* _WHAT YOU ARE ASKED TO DO_: Write out only the opening lines of the entries, through the line with "a message is".

--- SUPPLIED INFORMATION Enclosed Below ---

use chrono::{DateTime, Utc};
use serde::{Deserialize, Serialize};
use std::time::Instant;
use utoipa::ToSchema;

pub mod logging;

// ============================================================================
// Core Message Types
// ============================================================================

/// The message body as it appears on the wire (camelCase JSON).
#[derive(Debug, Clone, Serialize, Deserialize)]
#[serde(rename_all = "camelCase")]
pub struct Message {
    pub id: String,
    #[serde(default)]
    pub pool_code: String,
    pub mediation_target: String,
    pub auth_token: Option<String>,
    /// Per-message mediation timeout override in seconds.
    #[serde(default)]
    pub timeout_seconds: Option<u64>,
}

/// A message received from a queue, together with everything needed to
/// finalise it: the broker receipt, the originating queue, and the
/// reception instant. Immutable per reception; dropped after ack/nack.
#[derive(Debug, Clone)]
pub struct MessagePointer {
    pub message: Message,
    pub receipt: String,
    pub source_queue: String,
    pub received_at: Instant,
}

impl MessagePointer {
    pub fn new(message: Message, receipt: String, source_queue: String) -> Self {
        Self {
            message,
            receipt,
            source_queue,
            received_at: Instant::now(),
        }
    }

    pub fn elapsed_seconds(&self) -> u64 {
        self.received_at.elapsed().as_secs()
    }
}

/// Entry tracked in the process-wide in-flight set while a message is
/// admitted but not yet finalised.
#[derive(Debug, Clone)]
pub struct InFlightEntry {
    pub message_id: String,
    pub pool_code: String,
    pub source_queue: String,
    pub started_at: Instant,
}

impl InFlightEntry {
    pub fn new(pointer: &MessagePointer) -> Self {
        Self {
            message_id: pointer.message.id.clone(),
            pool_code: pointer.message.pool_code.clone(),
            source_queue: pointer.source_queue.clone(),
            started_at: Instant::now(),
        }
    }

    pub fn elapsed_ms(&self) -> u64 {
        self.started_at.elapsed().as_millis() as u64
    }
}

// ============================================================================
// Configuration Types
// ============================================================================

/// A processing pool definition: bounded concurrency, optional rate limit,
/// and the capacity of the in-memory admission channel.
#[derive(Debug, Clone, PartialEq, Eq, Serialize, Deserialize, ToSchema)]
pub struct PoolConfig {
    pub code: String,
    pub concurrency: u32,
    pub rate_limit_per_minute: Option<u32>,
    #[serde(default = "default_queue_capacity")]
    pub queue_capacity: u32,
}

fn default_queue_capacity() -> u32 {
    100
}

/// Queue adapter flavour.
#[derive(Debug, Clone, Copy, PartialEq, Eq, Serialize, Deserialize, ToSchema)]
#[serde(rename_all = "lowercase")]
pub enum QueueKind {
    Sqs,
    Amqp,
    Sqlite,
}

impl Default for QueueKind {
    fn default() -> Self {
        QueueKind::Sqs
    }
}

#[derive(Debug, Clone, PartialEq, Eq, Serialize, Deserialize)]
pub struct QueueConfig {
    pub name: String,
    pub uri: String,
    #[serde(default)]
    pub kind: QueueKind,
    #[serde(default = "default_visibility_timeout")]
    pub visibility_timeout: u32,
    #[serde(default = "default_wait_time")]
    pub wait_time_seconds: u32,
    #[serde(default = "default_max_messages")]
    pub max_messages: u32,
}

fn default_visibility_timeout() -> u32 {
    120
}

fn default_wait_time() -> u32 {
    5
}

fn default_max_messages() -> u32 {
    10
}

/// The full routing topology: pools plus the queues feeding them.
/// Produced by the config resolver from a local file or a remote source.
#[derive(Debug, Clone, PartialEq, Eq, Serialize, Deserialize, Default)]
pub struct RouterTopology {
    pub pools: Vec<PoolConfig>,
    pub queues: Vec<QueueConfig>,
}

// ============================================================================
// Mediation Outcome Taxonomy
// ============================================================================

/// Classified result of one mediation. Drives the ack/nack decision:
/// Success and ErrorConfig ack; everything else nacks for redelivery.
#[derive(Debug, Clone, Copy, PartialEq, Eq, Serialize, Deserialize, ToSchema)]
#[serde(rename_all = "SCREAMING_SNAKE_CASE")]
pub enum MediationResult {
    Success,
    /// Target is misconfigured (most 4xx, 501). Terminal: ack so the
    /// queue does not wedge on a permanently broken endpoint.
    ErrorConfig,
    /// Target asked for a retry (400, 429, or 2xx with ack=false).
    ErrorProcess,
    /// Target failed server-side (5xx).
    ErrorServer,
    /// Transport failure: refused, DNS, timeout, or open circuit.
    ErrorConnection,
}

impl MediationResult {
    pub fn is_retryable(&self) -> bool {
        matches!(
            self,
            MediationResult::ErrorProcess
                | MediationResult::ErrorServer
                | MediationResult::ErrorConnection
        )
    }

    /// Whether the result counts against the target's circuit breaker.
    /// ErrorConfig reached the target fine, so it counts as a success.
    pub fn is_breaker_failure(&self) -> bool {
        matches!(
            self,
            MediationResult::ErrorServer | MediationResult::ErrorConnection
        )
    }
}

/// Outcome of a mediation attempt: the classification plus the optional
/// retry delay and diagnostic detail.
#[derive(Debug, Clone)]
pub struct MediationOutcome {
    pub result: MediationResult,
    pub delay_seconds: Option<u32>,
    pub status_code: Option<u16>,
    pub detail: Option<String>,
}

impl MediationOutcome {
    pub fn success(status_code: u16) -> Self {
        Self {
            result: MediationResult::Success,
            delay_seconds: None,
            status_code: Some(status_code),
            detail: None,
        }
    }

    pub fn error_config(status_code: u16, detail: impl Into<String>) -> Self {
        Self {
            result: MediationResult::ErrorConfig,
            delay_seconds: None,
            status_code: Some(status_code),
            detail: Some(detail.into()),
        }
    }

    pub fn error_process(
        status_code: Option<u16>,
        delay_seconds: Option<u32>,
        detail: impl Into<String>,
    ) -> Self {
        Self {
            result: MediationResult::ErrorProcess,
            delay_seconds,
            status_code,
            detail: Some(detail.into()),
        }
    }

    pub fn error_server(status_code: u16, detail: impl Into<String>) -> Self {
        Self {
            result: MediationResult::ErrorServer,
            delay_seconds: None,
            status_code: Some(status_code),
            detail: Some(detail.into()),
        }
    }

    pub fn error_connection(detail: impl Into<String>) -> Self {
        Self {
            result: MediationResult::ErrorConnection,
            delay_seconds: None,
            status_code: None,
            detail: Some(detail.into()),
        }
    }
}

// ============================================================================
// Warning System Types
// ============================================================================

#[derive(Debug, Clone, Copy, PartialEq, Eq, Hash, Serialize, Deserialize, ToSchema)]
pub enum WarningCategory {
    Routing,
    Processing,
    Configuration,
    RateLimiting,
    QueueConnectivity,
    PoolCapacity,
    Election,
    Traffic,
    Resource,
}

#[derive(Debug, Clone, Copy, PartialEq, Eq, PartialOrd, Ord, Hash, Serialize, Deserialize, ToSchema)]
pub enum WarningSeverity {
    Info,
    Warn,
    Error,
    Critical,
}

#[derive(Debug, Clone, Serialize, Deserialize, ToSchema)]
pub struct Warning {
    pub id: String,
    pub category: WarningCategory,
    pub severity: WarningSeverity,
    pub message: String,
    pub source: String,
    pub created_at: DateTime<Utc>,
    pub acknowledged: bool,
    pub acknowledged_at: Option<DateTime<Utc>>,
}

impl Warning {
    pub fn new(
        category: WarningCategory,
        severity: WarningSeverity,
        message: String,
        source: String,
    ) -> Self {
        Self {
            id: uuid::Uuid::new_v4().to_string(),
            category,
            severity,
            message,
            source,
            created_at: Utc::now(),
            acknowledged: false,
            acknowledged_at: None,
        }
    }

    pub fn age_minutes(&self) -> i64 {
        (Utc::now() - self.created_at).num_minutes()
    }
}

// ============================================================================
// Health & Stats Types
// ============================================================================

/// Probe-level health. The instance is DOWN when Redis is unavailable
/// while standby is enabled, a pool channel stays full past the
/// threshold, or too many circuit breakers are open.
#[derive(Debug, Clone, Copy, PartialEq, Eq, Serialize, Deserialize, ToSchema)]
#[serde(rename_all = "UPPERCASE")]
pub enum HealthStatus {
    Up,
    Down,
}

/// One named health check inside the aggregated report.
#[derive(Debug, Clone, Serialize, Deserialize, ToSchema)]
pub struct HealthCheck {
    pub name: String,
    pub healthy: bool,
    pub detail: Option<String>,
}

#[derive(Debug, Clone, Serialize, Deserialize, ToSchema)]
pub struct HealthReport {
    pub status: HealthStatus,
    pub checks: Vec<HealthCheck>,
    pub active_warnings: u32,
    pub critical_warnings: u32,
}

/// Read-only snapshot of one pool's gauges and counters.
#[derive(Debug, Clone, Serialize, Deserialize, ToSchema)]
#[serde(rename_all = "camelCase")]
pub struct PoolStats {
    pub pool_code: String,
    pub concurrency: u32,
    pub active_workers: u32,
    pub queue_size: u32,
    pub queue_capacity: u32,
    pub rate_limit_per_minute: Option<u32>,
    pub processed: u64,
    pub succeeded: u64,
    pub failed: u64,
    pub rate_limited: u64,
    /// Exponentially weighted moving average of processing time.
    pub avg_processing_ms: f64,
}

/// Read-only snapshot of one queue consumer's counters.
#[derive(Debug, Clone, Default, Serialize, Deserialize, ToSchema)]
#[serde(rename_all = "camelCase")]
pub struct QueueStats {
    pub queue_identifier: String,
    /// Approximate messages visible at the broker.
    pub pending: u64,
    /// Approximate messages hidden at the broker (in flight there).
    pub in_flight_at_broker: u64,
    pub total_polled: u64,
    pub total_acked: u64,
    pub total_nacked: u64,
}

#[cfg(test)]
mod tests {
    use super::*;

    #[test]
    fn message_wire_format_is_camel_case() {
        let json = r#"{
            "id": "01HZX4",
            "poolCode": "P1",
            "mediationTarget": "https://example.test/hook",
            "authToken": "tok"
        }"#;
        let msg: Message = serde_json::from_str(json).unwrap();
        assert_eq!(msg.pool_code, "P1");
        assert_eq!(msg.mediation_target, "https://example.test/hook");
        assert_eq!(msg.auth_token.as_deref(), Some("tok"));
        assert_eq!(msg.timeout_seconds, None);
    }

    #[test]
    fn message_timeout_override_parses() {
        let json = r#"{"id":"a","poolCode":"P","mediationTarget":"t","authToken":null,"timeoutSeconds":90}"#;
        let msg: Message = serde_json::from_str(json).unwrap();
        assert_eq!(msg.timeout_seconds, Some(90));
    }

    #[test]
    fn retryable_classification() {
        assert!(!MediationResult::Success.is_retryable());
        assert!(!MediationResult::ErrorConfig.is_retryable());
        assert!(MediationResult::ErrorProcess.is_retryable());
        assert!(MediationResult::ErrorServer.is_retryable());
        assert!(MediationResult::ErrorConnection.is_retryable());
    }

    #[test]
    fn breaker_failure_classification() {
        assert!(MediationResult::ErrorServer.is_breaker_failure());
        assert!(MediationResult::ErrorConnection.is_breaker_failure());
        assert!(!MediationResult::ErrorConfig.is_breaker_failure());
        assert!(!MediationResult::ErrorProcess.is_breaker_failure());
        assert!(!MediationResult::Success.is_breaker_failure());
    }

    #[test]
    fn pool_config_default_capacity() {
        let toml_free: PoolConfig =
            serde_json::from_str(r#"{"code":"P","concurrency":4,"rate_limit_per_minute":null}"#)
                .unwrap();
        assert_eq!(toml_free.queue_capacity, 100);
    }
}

--- End of Enclosed SUPPLIED INFORMATION ---

* _COMPLETED EXERCISE_:
use chrono::{DateTime, Utc};
use serde::{Deserialize, Serialize};
use std::time::Instant;
use utoipa::ToSchema;

pub mod logging;

// ============================================================================
// Core Message Types
// ============================================================================

/// The message body as it appears on the wire (camelCase JSON).
#[derive(Debug, Clone, Serialize, Deserialize)]
#[serde(rename_all = "camelCase")]
pub struct Message {
    pub id: String,
    #[serde(default)]
    pub pool_code: String,
    pub mediation_target: String,
    pub auth_token: Option<String>,
    /// Per-message mediation timeout override in seconds.
    #[serde(default)]
    pub timeout_seconds: Option<u64>,
}

/// A message received from a queue, together with everything needed to
/// finalise it: the broker receipt, the originating queue, and the
/// reception instant. Immutable per reception; dropped after ack/nack.
#[derive(Debug, Clone)]
pub struct MessagePointer {
    pub message: Message,
    pub receipt: String,
    pub source_queue: String,
    pub received_at: Instant,
}

impl MessagePointer {
    pub fn new(message: Message, receipt: String, source_queue: String) -> Self {
        Self {
            message,
            receipt,
            source_queue,
            received_at: Instant::now(),
        }
    }

    pub fn elapsed_seconds(&self) -> u64 {
        self.received_at.elapsed().as_secs()
    }
}

/// Entry tracked in the process-wide in-flight set while a message is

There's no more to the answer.